Once a prisoner invokes his rights under Article III, the IAD requires the U.S. Attorney's Office to bring a prisoner to trial "within one hundred and eighty days after he shall have caused to be delivered to the prosecuting officer and the appropriate court of the prosecuting officer's jurisdiction written notice" of his demand for speedy trial. 18 U.S.C. App. 2, § 2, Art. III(a). The IAD requires that the court and prosecuting officer be given notice "of the place of his imprisonment" and of "his request for a final disposition to be made of the indictment, information or complaint." 18 U.S.C. App. 2, § 2, Art. III(a). The prisoner's request must be forwarded by registered mail or certified mail, by the official having custody of the prisoner. 18 U.S.C. App. 2, § 2, Art. III(b).
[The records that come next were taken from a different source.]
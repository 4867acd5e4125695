//! Resource ledger operations.
//!
//! Quantities are unsigned; a mutation that would need a negative quantity
//! is declined before anything is persisted. Transfers are symmetric: the
//! debited amount is credited to a same-named resource in the target
//! organization, created on the fly when none exists.

use std::sync::Arc;

use tracing::{error, info};

use garrison_domain::{DomainEvent, OrganizationId, Resource, ResourceId};

use crate::infrastructure::ports::{EventBusPort, OrganizationRepo, ResourceRepo};
use crate::use_cases::management::ManagementError;

/// Both sides of a completed transfer.
#[derive(Debug, Clone)]
pub struct TransferOutcome {
    pub debited: Resource,
    pub credited: Resource,
    /// True when the credit side was created by this transfer.
    pub created_target: bool,
}

pub struct ResourceCrud {
    resources: Arc<dyn ResourceRepo>,
    organizations: Arc<dyn OrganizationRepo>,
    events: Arc<dyn EventBusPort>,
}

impl ResourceCrud {
    pub fn new(
        resources: Arc<dyn ResourceRepo>,
        organizations: Arc<dyn OrganizationRepo>,
        events: Arc<dyn EventBusPort>,
    ) -> Self {
        Self {
            resources,
            organizations,
            events,
        }
    }

    pub async fn create(
        &self,
        organization_id: OrganizationId,
        name: impl Into<String>,
        description: Option<String>,
        quantity: u32,
    ) -> Result<Resource, ManagementError> {
        let mut organization = self
            .organizations
            .get(organization_id)
            .await?
            .ok_or_else(|| ManagementError::not_found("GuardOrganization", organization_id))?;

        let mut resource = Resource::new(organization_id, name, quantity)?;
        if let Some(description) = description {
            resource = resource.with_description(description);
        }

        // Record before reference.
        self.resources.save(&resource).await?;
        if organization.link_resource(resource.id()) {
            self.organizations.save(&organization).await?;
        }
        info!(
            organization_id = %organization_id,
            resource_id = %resource.id(),
            name = resource.name(),
            "Created resource"
        );
        self.publish_changed(organization_id, resource.id());
        Ok(resource)
    }

    pub async fn get(&self, id: ResourceId) -> Result<Option<Resource>, ManagementError> {
        Ok(self.resources.get(id).await?)
    }

    pub async fn list_for_organization(
        &self,
        organization_id: OrganizationId,
    ) -> Result<Vec<Resource>, ManagementError> {
        Ok(self.resources.list_for_organization(organization_id).await?)
    }

    pub async fn update(
        &self,
        id: ResourceId,
        name: Option<String>,
        description: Option<String>,
    ) -> Result<Resource, ManagementError> {
        let mut resource = self.load(id).await?;
        if let Some(name) = name {
            resource.set_name(name)?;
        }
        if let Some(description) = description {
            resource.set_description(description);
        }
        self.resources.save(&resource).await?;
        self.publish_changed(resource.organization_id(), id);
        Ok(resource)
    }

    /// Delete the resource, removing the owner's reference first.
    pub async fn delete(&self, id: ResourceId) -> Result<(), ManagementError> {
        let resource = self.load(id).await?;
        let organization_id = resource.organization_id();

        if let Some(mut organization) = self.organizations.get(organization_id).await? {
            if organization.unlink_resource(id) {
                self.organizations.save(&organization).await?;
            }
        }
        self.resources.delete(id).await?;
        info!(organization_id = %organization_id, resource_id = %id, "Deleted resource");
        self.publish_changed(organization_id, id);
        Ok(())
    }

    /// Spend `amount` units. Declined when the stock is insufficient; the
    /// stored record is untouched on decline.
    pub async fn consume(&self, id: ResourceId, amount: u32) -> Result<Resource, ManagementError> {
        let mut resource = self.load(id).await?;
        resource.consume(amount)?;
        self.resources.save(&resource).await?;
        self.publish_changed(resource.organization_id(), id);
        Ok(resource)
    }

    pub async fn add(&self, id: ResourceId, amount: u32) -> Result<Resource, ManagementError> {
        let mut resource = self.load(id).await?;
        resource.add(amount)?;
        self.resources.save(&resource).await?;
        self.publish_changed(resource.organization_id(), id);
        Ok(resource)
    }

    /// Overwrite the quantity outright (GM correction, not a ledger move).
    pub async fn set_quantity(
        &self,
        id: ResourceId,
        quantity: u32,
    ) -> Result<Resource, ManagementError> {
        let mut resource = self.load(id).await?;
        resource.set_quantity(quantity);
        self.resources.save(&resource).await?;
        self.publish_changed(resource.organization_id(), id);
        Ok(resource)
    }

    /// Move `amount` units to another organization.
    ///
    /// The target organization is checked and both sides are mutated in
    /// memory before anything is saved, so a declined transfer (missing
    /// target, insufficient stock, credit overflow) leaves both ledgers
    /// untouched. The credit lands on the target's same-named resource,
    /// created and linked when absent.
    pub async fn transfer(
        &self,
        source_id: ResourceId,
        target_organization_id: OrganizationId,
        amount: u32,
    ) -> Result<TransferOutcome, ManagementError> {
        let mut source = self.load(source_id).await?;
        if source.organization_id() == target_organization_id {
            return Err(ManagementError::InvalidInput(
                "Cannot transfer a resource to its own organization".into(),
            ));
        }
        let mut target_organization = self
            .organizations
            .get(target_organization_id)
            .await?
            .ok_or_else(|| {
                ManagementError::not_found("GuardOrganization", target_organization_id)
            })?;

        source.consume(amount)?;

        let existing = self
            .resources
            .find_by_name(target_organization_id, source.name())
            .await?;
        let created_target = existing.is_none();
        let mut credited = match existing {
            Some(resource) => resource,
            None => Resource::new(target_organization_id, source.name(), 0)?,
        };
        credited.add(amount)?;

        // All checks passed; persist debit, credit, then the link.
        self.resources.save(&source).await?;
        if let Err(err) = self.resources.save(&credited).await {
            // Debit is already stored. Surface loudly so the GM can
            // reconcile by hand.
            error!(
                source_id = %source_id,
                target_organization_id = %target_organization_id,
                amount,
                error = %err,
                "Transfer credit failed after debit was stored"
            );
            return Err(err.into());
        }
        if created_target && target_organization.link_resource(credited.id()) {
            self.organizations.save(&target_organization).await?;
        }

        info!(
            source_id = %source_id,
            target_organization_id = %target_organization_id,
            amount,
            created_target,
            "Transferred resource units"
        );
        self.publish_changed(source.organization_id(), source_id);
        self.publish_changed(target_organization_id, credited.id());
        Ok(TransferOutcome {
            debited: source,
            credited,
            created_target,
        })
    }

    async fn load(&self, id: ResourceId) -> Result<Resource, ManagementError> {
        self.resources
            .get(id)
            .await?
            .ok_or_else(|| ManagementError::not_found("Resource", id))
    }

    fn publish_changed(&self, organization_id: OrganizationId, resource_id: ResourceId) {
        self.events.publish(DomainEvent::ResourceChanged {
            organization_id,
            resource_id,
        });
    }
}
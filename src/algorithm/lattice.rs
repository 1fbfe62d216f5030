//! Candidate cell lattice over a region's bounding box
//!
//! Cell origins are always computed as `origin + index * cell_size` from an
//! integer index rather than by repeated addition, so the lattice stays
//! aligned no matter how many cells it spans. Candidates are enumerated
//! x-major: all rows of the westmost column by increasing y, then the next
//! column east.

use crate::io::configuration::MAX_LATTICE_CELLS;
use crate::io::error::{Result, invalid_parameter};
use geo::{Coord, Rect};
use num_traits::ToPrimitive;

/// Where the lattice is anchored
#[derive(Debug, Clone, Copy, PartialEq, Default)]
pub enum OriginAlignment {
    /// Anchor at the region's bounding-box minimum corner
    #[default]
    BoundingBox,
    /// Anchor at an external point so several regions share one lattice
    Fixed {
        /// Easting of a lattice node
        x: f64,
        /// Northing of a lattice node
        y: f64,
    },
}

/// A candidate cell before any intersection test
#[derive(Debug, Clone, Copy, PartialEq)]
pub struct Candidate {
    /// Position in scan order (0-based)
    pub index: usize,
    /// Absolute column index relative to the lattice origin
    pub column: i64,
    /// Absolute row index relative to the lattice origin
    pub row: i64,
    /// Cell footprint
    pub rect: Rect<f64>,
}

/// Finite lattice of square cells covering a bounding box
#[derive(Debug, Clone, PartialEq)]
pub struct Lattice {
    origin: Coord<f64>,
    cell_size: f64,
    first_column: i64,
    first_row: i64,
    columns: usize,
    rows: usize,
}

impl Lattice {
    /// Build the smallest lattice whose cells cover `bounds`
    ///
    /// Cell origins start at or below the box minimum and stop before the box
    /// maximum; the last cell in each direction may extend past it.
    ///
    /// # Errors
    ///
    /// Returns `InvalidParameter` if:
    /// - `cell_size` is non-positive or non-finite
    /// - A fixed origin is non-finite
    /// - The lattice would exceed [`MAX_LATTICE_CELLS`] candidates
    pub fn covering(bounds: Rect<f64>, cell_size: f64, alignment: OriginAlignment) -> Result<Self> {
        validate_cell_size(cell_size)?;

        let origin = match alignment {
            OriginAlignment::BoundingBox => bounds.min(),
            OriginAlignment::Fixed { x, y } => {
                if !(x.is_finite() && y.is_finite()) {
                    return Err(invalid_parameter(
                        "origin",
                        &format!("{x},{y}"),
                        &"must be finite",
                    ));
                }
                Coord { x, y }
            }
        };

        let (first_column, columns) =
            axis_span(origin.x, bounds.min().x, bounds.max().x, cell_size)?;
        let (first_row, rows) = axis_span(origin.y, bounds.min().y, bounds.max().y, cell_size)?;

        let total = columns.checked_mul(rows).unwrap_or(usize::MAX);
        if total > MAX_LATTICE_CELLS {
            return Err(invalid_parameter(
                "cell_size",
                &cell_size,
                &format!(
                    "lattice of {columns}x{rows} cells exceeds the limit of {MAX_LATTICE_CELLS}"
                ),
            ));
        }

        Ok(Self {
            origin,
            cell_size,
            first_column,
            first_row,
            columns,
            rows,
        })
    }

    /// Lattice anchor point
    pub const fn origin(&self) -> Coord<f64> {
        self.origin
    }

    /// Cell edge length
    pub const fn cell_size(&self) -> f64 {
        self.cell_size
    }

    /// Area of one full cell
    pub const fn cell_area(&self) -> f64 {
        self.cell_size * self.cell_size
    }

    /// Number of columns (x direction)
    pub const fn columns(&self) -> usize {
        self.columns
    }

    /// Number of rows (y direction)
    pub const fn rows(&self) -> usize {
        self.rows
    }

    /// Absolute index of the westmost column
    pub const fn first_column(&self) -> i64 {
        self.first_column
    }

    /// Absolute index of the southmost row
    pub const fn first_row(&self) -> i64 {
        self.first_row
    }

    /// Total number of candidate cells
    pub const fn len(&self) -> usize {
        self.columns * self.rows
    }

    /// Whether the lattice has no cells
    pub const fn is_empty(&self) -> bool {
        self.len() == 0
    }

    /// Footprint of the cell at absolute lattice indices
    pub fn cell_rect(&self, column: i64, row: i64) -> Rect<f64> {
        let x0 = self.origin.x + column as f64 * self.cell_size;
        let y0 = self.origin.y + row as f64 * self.cell_size;
        // Far edges come from the next index so neighbours share edges exactly
        let x1 = self.origin.x + (column + 1) as f64 * self.cell_size;
        let y1 = self.origin.y + (row + 1) as f64 * self.cell_size;
        Rect::new((x0, y0), (x1, y1))
    }

    /// Candidate at a scan-order position
    pub fn candidate(&self, index: usize) -> Option<Candidate> {
        (index < self.len()).then(|| self.candidate_unchecked(index))
    }

    fn candidate_unchecked(&self, index: usize) -> Candidate {
        let column = self.first_column + (index / self.rows) as i64;
        let row = self.first_row + (index % self.rows) as i64;
        Candidate {
            index,
            column,
            row,
            rect: self.cell_rect(column, row),
        }
    }

    /// Every candidate in scan order
    pub fn candidates(&self) -> impl Iterator<Item = Candidate> + '_ {
        (0..self.len()).map(|index| self.candidate_unchecked(index))
    }

    /// Candidates of one column, `offset` counted from the westmost column
    pub fn column(&self, offset: usize) -> impl Iterator<Item = Candidate> + '_ {
        let start = offset.min(self.columns) * self.rows;
        let end = if offset < self.columns {
            start + self.rows
        } else {
            start
        };
        (start..end).map(|index| self.candidate_unchecked(index))
    }

    /// Scan-order position of absolute lattice indices, if inside the lattice
    pub fn index_of(&self, column: i64, row: i64) -> Option<usize> {
        let c = column.checked_sub(self.first_column)?.to_usize()?;
        let r = row.checked_sub(self.first_row)?.to_usize()?;
        (c < self.columns && r < self.rows).then_some(c * self.rows + r)
    }
}

/// Reject non-positive or non-finite cell sizes
///
/// # Errors
///
/// Returns `InvalidParameter` naming `cell_size`
pub fn validate_cell_size(cell_size: f64) -> Result<()> {
    if cell_size.is_finite() && cell_size > 0.0 {
        Ok(())
    } else {
        Err(invalid_parameter(
            "cell_size",
            &cell_size,
            &"must be a positive finite number",
        ))
    }
}

// First absolute index and count of cells along one axis so that the first
// cell starts at or below `min` and the last one starts strictly below `max`.
fn axis_span(origin: f64, min: f64, max: f64, size: f64) -> Result<(i64, usize)> {
    let overflow =
        || invalid_parameter("cell_size", &size, &"lattice index does not fit in 64 bits");
    let to_index = |value: f64| value.to_i64().ok_or_else(overflow);

    let mut first = to_index(((min - origin) / size).floor())?;
    if origin + first as f64 * size > min {
        first = first.checked_sub(1).ok_or_else(overflow)?;
    }

    let after_first = first.checked_add(1).ok_or_else(overflow)?;
    let mut end = to_index(((max - origin) / size).ceil())?.max(after_first);
    while end - 1 > first && origin + (end - 1) as f64 * size >= max {
        end -= 1;
    }

    let count = end
        .checked_sub(first)
        .and_then(|span| ToPrimitive::to_usize(&span))
        .ok_or_else(overflow)?;
    Ok((first, count))
}
//! Run statistics and cell area summaries for the quality report

use crate::io::configuration::AreaUnit;
use std::time::Duration;
use tracing::info;

/// Counters and timings collected during one materializer run
#[derive(Debug, Clone, Default, PartialEq, Eq)]
pub struct RunStats {
    /// Candidate cells in the bounding-box lattice
    pub candidates: usize,
    /// Candidates passing the coarse filter
    pub coarse_survivors: usize,
    /// Lattice cells with at least one clipped record
    pub occupied_cells: usize,
    /// Records covering a whole lattice cell
    pub full_cells: usize,
    /// Clipped cells emitted
    pub cells: usize,
    /// Time spent unioning region features
    pub union_time: Duration,
    /// Time spent in the coarse filter
    pub filter_time: Duration,
    /// Time spent clipping survivors
    pub clip_time: Duration,
}

impl RunStats {
    /// Candidates discarded by the coarse filter
    pub const fn eliminated(&self) -> usize {
        self.candidates.saturating_sub(self.coarse_survivors)
    }

    /// Share of candidates discarded by the coarse filter (0 when empty)
    pub fn eliminated_fraction(&self) -> f64 {
        if self.candidates == 0 {
            0.0
        } else {
            self.eliminated() as f64 / self.candidates as f64
        }
    }

    /// Survivors rejected by the precise clip for zero-area contact
    pub const fn boundary_only(&self) -> usize {
        self.coarse_survivors.saturating_sub(self.occupied_cells)
    }

    /// Share of candidates holding part of the region (0 when empty)
    pub fn occupancy(&self) -> f64 {
        if self.candidates == 0 {
            0.0
        } else {
            self.occupied_cells as f64 / self.candidates as f64
        }
    }

    /// Wall time of all phases
    pub fn total_time(&self) -> Duration {
        self.union_time + self.filter_time + self.clip_time
    }

    /// Emit the run counters as a structured event
    pub fn log(&self) {
        info!(
            candidates = self.candidates,
            survivors = self.coarse_survivors,
            eliminated = self.eliminated(),
            eliminated_pct = self.eliminated_fraction() * 100.0,
            boundary_only = self.boundary_only(),
            occupied = self.occupied_cells,
            occupancy_pct = self.occupancy() * 100.0,
            full_cells = self.full_cells,
            partial_cells = self.cells.saturating_sub(self.full_cells),
            cells = self.cells,
            union_ms = self.union_time.as_millis() as u64,
            filter_ms = self.filter_time.as_millis() as u64,
            clip_ms = self.clip_time.as_millis() as u64,
            total_ms = self.total_time().as_millis() as u64,
            "fishnet run statistics"
        );
    }
}

/// Count, total, mean and extremes of cell areas in a reporting unit
#[derive(Debug, Clone, Copy, PartialEq)]
pub struct AreaSummary {
    /// Unit of every area value
    pub unit: AreaUnit,
    /// Number of cells
    pub count: usize,
    /// Sum of areas
    pub total: f64,
    /// Mean area
    pub mean: f64,
    /// Smallest area
    pub min: f64,
    /// Largest area
    pub max: f64,
}

impl AreaSummary {
    /// Summarise areas given in squared working units, `None` when empty
    pub fn from_areas(areas: impl IntoIterator<Item = f64>, unit: AreaUnit) -> Option<Self> {
        let mut count = 0_usize;
        let mut total = 0.0;
        let mut min = f64::INFINITY;
        let mut max = f64::NEG_INFINITY;

        for area in areas {
            let value = unit.convert(area);
            count += 1;
            total += value;
            min = min.min(value);
            max = max.max(value);
        }

        (count > 0).then(|| Self {
            unit,
            count,
            total,
            mean: total / count as f64,
            min,
            max,
        })
    }

    /// Emit the summary as a structured event
    pub fn log(&self) {
        info!(
            cells = self.count,
            unit = self.unit.label(),
            mean = self.mean,
            min = self.min,
            max = self.max,
            total = self.total,
            "cell area summary"
        );
    }
}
Article III(a) of the IAD provides that a prisoner:

shall be brought to trial within one hundred and eighty days after he shall have caused to be delivered to the prosecuting officer and the appropriate court of the prosecuting officer's jurisdiction written notice of the place of his imprisonment and his request for final disposition to be made of the indictment, information, or complaint: Provided, That for good cause shown in open court, the prisoner or his counsel being present, the court having jurisdiction of the matter may grant any necessary or reasonable continuance. The request of the prisoner shall be accompanied by a certificate of the appropriate official having custody of the prisoner, stating the term of commitment under which the prisoner is being held, the time already served, the time remaining to be served on the sentence, the amount of good time earned, the time of parole eligibility of the prisoner, and any decision of the State parole agency relating to the prisoner.
18 U.S.C. App. 2, Art. III(a) (emphasis added).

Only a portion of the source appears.